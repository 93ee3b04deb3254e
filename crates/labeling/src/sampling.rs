use crate::LabelError;
use rand::Rng;

/// Number of points a preview at `rate` labels out of `n`: `round(rate * n)`.
pub fn preview_sample_size(n: usize, rate: f64) -> Result<usize, LabelError> {
    if !(0.0..=1.0).contains(&rate) {
        return Err(LabelError::InvalidSampleRate(rate));
    }
    Ok(((rate * n as f64).round() as usize).min(n))
}

/// Draw `round(rate * n)` distinct indices from `[0, n)` uniformly, without
/// replacement.
///
/// The result is sorted ascending so that a subset keeps the relative order
/// of the cloud it was drawn from.
pub fn sample_indices<R: Rng + ?Sized>(
    n: usize,
    rate: f64,
    rng: &mut R,
) -> Result<Vec<usize>, LabelError> {
    let amount = preview_sample_size(n, rate)?;
    let mut indices = rand::seq::index::sample(rng, n, amount).into_vec();
    indices.sort_unstable();
    Ok(indices)
}
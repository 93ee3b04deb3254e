#![forbid(unsafe_code)]

pub mod bbox;
pub mod cloud;
pub mod label;

pub use bbox::Aabb;
pub use cloud::{channel_to_byte, Colors, PointCloud};
pub use label::{count_foreground, Classification, LabelCodes, UNLABELED_COLOR, WALL_COLOR};
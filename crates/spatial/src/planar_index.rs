use hashbrown::HashSet;
use kiddo::float::distance::SquaredEuclidean;
use kiddo::immutable::float::kdtree::ImmutableKdTree;
use wallmask_core::PointCloud;

/// A static kd-tree over the XY projection of a point set.
///
/// Built on kiddo's `ImmutableKdTree`, which is constructed once in a
/// cache-friendly layout and never modified. Height is dropped when the tree
/// is built, so every query answers "how close is this point in plan view".
///
/// Points that project onto the same XY position are stored once, and
/// non-finite points are not stored at all.
#[derive(Debug, Clone)]
pub struct PlanarIndex {
    tree: Option<ImmutableKdTree<f64, u32, 2, 32>>,
    len: usize,
}

impl PlanarIndex {
    /// Build an index from the XY coordinates of every point in `cloud`.
    pub fn build(cloud: &PointCloud) -> Self {
        let xy: Vec<[f64; 2]> = (0..cloud.len())
            .map(|i| [cloud.x[i], cloud.y[i]])
            .collect();
        Self::from_xy(&xy)
    }

    pub fn from_xy(xy: &[[f64; 2]]) -> Self {
        let mut seen: HashSet<(u64, u64)> = HashSet::with_capacity(xy.len());
        let mut points = Vec::with_capacity(xy.len());

        for p in xy {
            if !p[0].is_finite() || !p[1].is_finite() {
                continue;
            }
            // +0.0 and -0.0 are the same position
            let key = ((p[0] + 0.0).to_bits(), (p[1] + 0.0).to_bits());
            if seen.insert(key) {
                points.push(*p);
            }
        }

        let tree = if points.is_empty() {
            None
        } else {
            Some(ImmutableKdTree::new_from_slice(&points))
        };

        Self {
            tree,
            len: points.len(),
        }
    }

    /// Number of distinct XY positions stored.
    pub fn len(&self) -> usize {
        self.len
    }

    pub fn is_empty(&self) -> bool {
        self.len == 0
    }

    /// Whether any stored position lies within `radius` of `query`,
    /// boundary included.
    ///
    /// A negative or NaN radius never matches; a radius of zero matches only
    /// an exact hit.
    pub fn any_within(&self, query: &[f64; 2], radius: f64) -> bool {
        if radius.is_nan() || radius < 0.0 {
            return false;
        }
        if !query.iter().all(|v| v.is_finite()) {
            return false;
        }
        let Some(tree) = self.tree.as_ref() else {
            return false;
        };
        if radius.is_infinite() {
            return true;
        }

        // Compare squared distances so an exact boundary hit is not lost to
        // a square root.
        let nn = tree.nearest_one::<SquaredEuclidean>(query);
        nn.distance <= radius * radius
    }
}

.....

* **DESCRIPTION OF THE TASK**
Print out the whole listing exactly as it appears.

* **SOLUTION FOR THIS TASK**
repository 93ee3b04deb3254e
filename crates/labeling/src/sampling.rs
use crate::LabelError;
use rand::Rng;

/// Number of points a preview at `rate` labels out of `n`: `round(rate * n)`.
pub fn preview_sample_size(n: usize, rate: f64) -> Result<usize, LabelError> {
    if !(0.0..=1.0).contains(&rate) {
        return Err(LabelError::InvalidSampleRate(rate));
    }
    Ok(((rate * n as f64).round() as usize).min(n))
}

/// Draw `round(rate * n)` distinct indices from `[0, n)` uniformly, without
/// replacement.
///
/// The result is sorted ascending so that a subset keeps the relative order
/// of the cloud it was drawn from.
pub fn sample_indices<R: Rng + ?Sized>(
    n: usize,
    rate: f64,
    rng: &mut R,
) -> Result<Vec<usize>, LabelError> {
    let amount = preview_sample_size(n, rate)?;
    let mut indices = rand::seq::index::sample(rng, n, amount).into_vec();
    indices.sort_unstable();
    Ok(indices)
}
repository 93ee3b04deb3254e
#![forbid(unsafe_code)]

pub mod bbox;
pub mod cloud;
pub mod label;

pub use bbox::Aabb;
pub use cloud::{channel_to_byte, Colors, PointCloud};
pub use label::{count_foreground, Classification, LabelCodes, UNLABELED_COLOR, WALL_COLOR};
filename crates/spatial/src/planar_index.rs
use hashbrown::HashSet;
use kiddo::float::distance::SquaredEuclidean;
use kiddo::immutable::float::kdtree::ImmutableKdTree;
use wallmask_core::PointCloud;

/// A static kd-tree over the XY projection of a point set.
///
/// Built on kiddo's `ImmutableKdTree`, which is constructed once in a
/// cache-friendly layout and never modified. Height is dropped when the tree
/// is built, so every query answers "how close is this point in plan view".
///
/// Points that project onto the same XY position are stored once, and
/// non-finite points are not stored at all.
#[derive(Debug, Clone)]
pub struct PlanarIndex {
    tree: Option<ImmutableKdTree<f64, u32, 2, 32>>,
    len: usize,
}

impl PlanarIndex {
    /// Build an index from the XY coordinates of every point in `cloud`.
    pub fn build(cloud: &PointCloud) -> Self {
        let xy: Vec<[f64; 2]> = (0..cloud.len())
            .map(|i| [cloud.x[i], cloud.y[i]])
            .collect();
        Self::from_xy(&xy)
    }

    pub fn from_xy(xy: &[[f64; 2]]) -> Self {
        let mut seen: HashSet<(u64, u64)> = HashSet::with_capacity(xy.len());
        let mut points = Vec::with_capacity(xy.len());

        for p in xy {
            if !p[0].is_finite() || !p[1].is_finite() {
                continue;
            }
            // +0.0 and -0.0 are the same position
            let key = ((p[0] + 0.0).to_bits(), (p[1] + 0.0).to_bits());
            if seen.insert(key) {
                points.push(*p);
            }
        }

        let tree = if points.is_empty() {
            None
        } else {
            Some(ImmutableKdTree::new_from_slice(&points))
        };

        Self {
            tree,
            len: points.len(),
        }
    }

    /// Number of distinct XY positions stored.
    pub fn len(&self) -> usize {
        self.len
    }

    pub fn is_empty(&self) -> bool {
        self.len == 0
    }

    /// Whether any stored position lies within `radius` of `query`,
    /// boundary included.
    ///
    /// A negative or NaN radius never matches; a radius of zero matches only
    /// an exact hit.
    pub fn any_within(&self, query: &[f64; 2], radius: f64) -> bool {
        if radius.is_nan() || radius < 0.0 {
            return false;
        }
        if !query.iter().all(|v| v.is_finite()) {
            return false;
        }
        let Some(tree) = self.tree.as_ref() else {
            return false;
        };
        if radius.is_infinite() {
            return true;
        }

        // Compare squared distances so an exact boundary hit is not lost to
        // a square root.
        let nn = tree.nearest_one::<SquaredEuclidean>(query);
        nn.distance <= radius * radius
    }
}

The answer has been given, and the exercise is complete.